Enfin, il convient de mentionner dans ce contexte le lien entre les migraines (surtout sans aura) et les dissections vasculaires [22,23]. Il a également une importance physiopathologique dans le contexte d’études génétiques récentes – l’association d’une modification génétique dans le gène PHACTR1 avec la migraine [24], mais aussi avec des dissections [25] et d’autres phénotypes vasculaires (par exemple, infarctus du myocarde ou dysplasie fibromusculaire). Dans ce cas, il existe des indices d’une perturbation au niveau de la fonction endothéliale [26]. Pour une liste des interactions complexes entre les maladies neurovasculaires et la migraine à différents niveaux, voir le tableau 1.
Messages Take-Home
- Il existe une interaction à plusieurs niveaux entre la migraine et les troubles neurovasculaires, en particulier microvasculaires, qui joue un rôle dans la prise en charge clinique des patients migraineux.
- La migraine (en particulier avec aura) est un symptôme précoce typique de la microangiopathie héréditaire CADASIL. Le diagnostic différentiel doit être envisagé en présence de symptômes atypiques d’aura, d’altérations marquées des stocks médullaires (WMH) ou d’antécédents familiaux positifs de migraine, d’accident vasculaire cérébral ou de démence.
- Dans la migraine sporadique, on constate une prévalence accrue de WMH, en particulier chez les femmes.

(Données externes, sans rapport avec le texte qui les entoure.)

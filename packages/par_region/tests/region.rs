//! Integration tests for parallel regions with real worker threads.
//!
//! These tests are ignored under Miri because they start many threads and Miri is too slow
//! for that to be practical.

use std::collections::BTreeSet;
use std::num::NonZero;
use std::sync::atomic::Ordering;

use new_zealand::nz;
use par_region::{AtomicF64, Monitor, RegionLock, WorkerPool, current_id, current_width};
use testing::with_watchdog;

const WIDTHS: [NonZero<usize>; 5] = [nz!(1), nz!(2), nz!(4), nz!(8), nz!(16)];

#[cfg_attr(miri, ignore)]
#[test]
fn observed_ids_are_exactly_zero_to_width() {
    with_watchdog(|| {
        for width in WIDTHS {
            let ids = Monitor::new(Vec::new());

            WorkerPool::new(width)
                .run(|ctx| {
                    assert_eq!(ctx.width(), width);
                    ids.enter(|ids| ids.push(ctx.id()));
                })
                .unwrap();

            let ids = ids.into_inner();
            let unique: BTreeSet<_> = ids.iter().copied().collect();

            assert_eq!(ids.len(), width.get());
            assert_eq!(unique, (0..width.get()).collect());
        }
    });
}

#[cfg_attr(miri, ignore)]
#[test]
fn monitor_serializes_increments() {
    const INCREMENTS: u64 = 5_000;

    with_watchdog(|| {
        for width in WIDTHS {
            let counter = Monitor::new(0_u64);

            WorkerPool::new(width)
                .run(|_| {
                    for _ in 0..INCREMENTS {
                        counter.enter(|value| {
                            // Separate read and write lose updates unless the section is serialized.
                            let current = *value;
                            *value = current + 1;
                        });
                    }
                })
                .unwrap();

            assert_eq!(counter.into_inner(), INCREMENTS * width.get() as u64);
        }
    });
}

#[cfg_attr(miri, ignore)]
#[test]
fn named_lock_serializes_read_modify_write() {
    const INCREMENTS: u64 = 5_000;

    with_watchdog(|| {
        let lock = RegionLock::new("counter", 0_u64);

        WorkerPool::new(nz!(8))
            .run(|_| {
                for _ in 0..INCREMENTS {
                    let mut guard = lock.acquire();
                    let current = *guard;
                    *guard = current + 1;
                    guard.release();
                }
            })
            .unwrap();

        assert_eq!(lock.into_inner(), INCREMENTS * 8);
    });
}

#[cfg_attr(miri, ignore)]
#[test]
fn atomic_adds_from_all_workers_are_kept() {
    with_watchdog(|| {
        let total = AtomicF64::new(0.0);

        WorkerPool::new(nz!(8))
            .run(|_| {
                for _ in 0..10_000 {
                    total.fetch_add(0.5, Ordering::Relaxed);
                }
            })
            .unwrap();

        assert_eq!(total.into_inner().to_bits(), 40_000.0_f64.to_bits());
    });
}

#[cfg_attr(miri, ignore)]
#[test]
fn reduce_matches_sequential_for_every_width() {
    with_watchdog(|| {
        let values: Vec<u64> = (0..10_007).collect();
        let expected: u64 = values.iter().sum();

        for width in WIDTHS {
            let sum = WorkerPool::new(width)
                .parallel_reduce(0..values.len(), 0, |acc, i| acc + values[i], |a, b| a + b)
                .unwrap();

            assert_eq!(sum, expected, "width {width}");
        }
    });
}

#[cfg_attr(miri, ignore)]
#[test]
fn position_queries_reset_after_region() {
    with_watchdog(|| {
        let inside = WorkerPool::new(nz!(4))
            .run(|_| (current_id(), current_width().get()))
            .unwrap();

        assert_eq!(&*inside, &[(0, 4), (1, 4), (2, 4), (3, 4)]);
        assert_eq!(current_id(), 0);
        assert_eq!(current_width(), nz!(1));
    });
}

Elles se manifestent parfois de manière progressive au fil du temps. Il est important de les connaître pour pouvoir établir un diagnostic différentiel avec des modifications inflammatoires, par exemple dans le cadre d’une SEP chez des patients plus jeunes.
- La pertinence clinique de l’HME dans la migraine n’est pas encore définitivement établie à ce jour, les personnes concernées ne doivent pas être inutilement inquiétées.
- En plus de l’HMM, les migraines (en particulier avec aura) présentent souvent des lésions ischémiques a.e. localisées au niveau du cervelet, ce qui peut être lié à la pathophysiologie et à la présence d’auras migraineuses (au sens d’auras visuelles), en particulier au niveau occipital.
- La migraine, qui est généralement une maladie épisodique sur le plan clinique, présente donc également des caractéristiques “chroniques”.
- La migraine – en particulier avec aura – est associée à un risque accru d’accident vasculaire cérébral.
- Les véritables infarctus migraineux sont probablement rares. Les accidents vasculaires cérébraux peuvent déclencher des auras de migraine.
- Il existe un lien épidémiologique, génétique et physiopathologique entre la migraine et les dissections des vaisseaux sanguins cérébraux.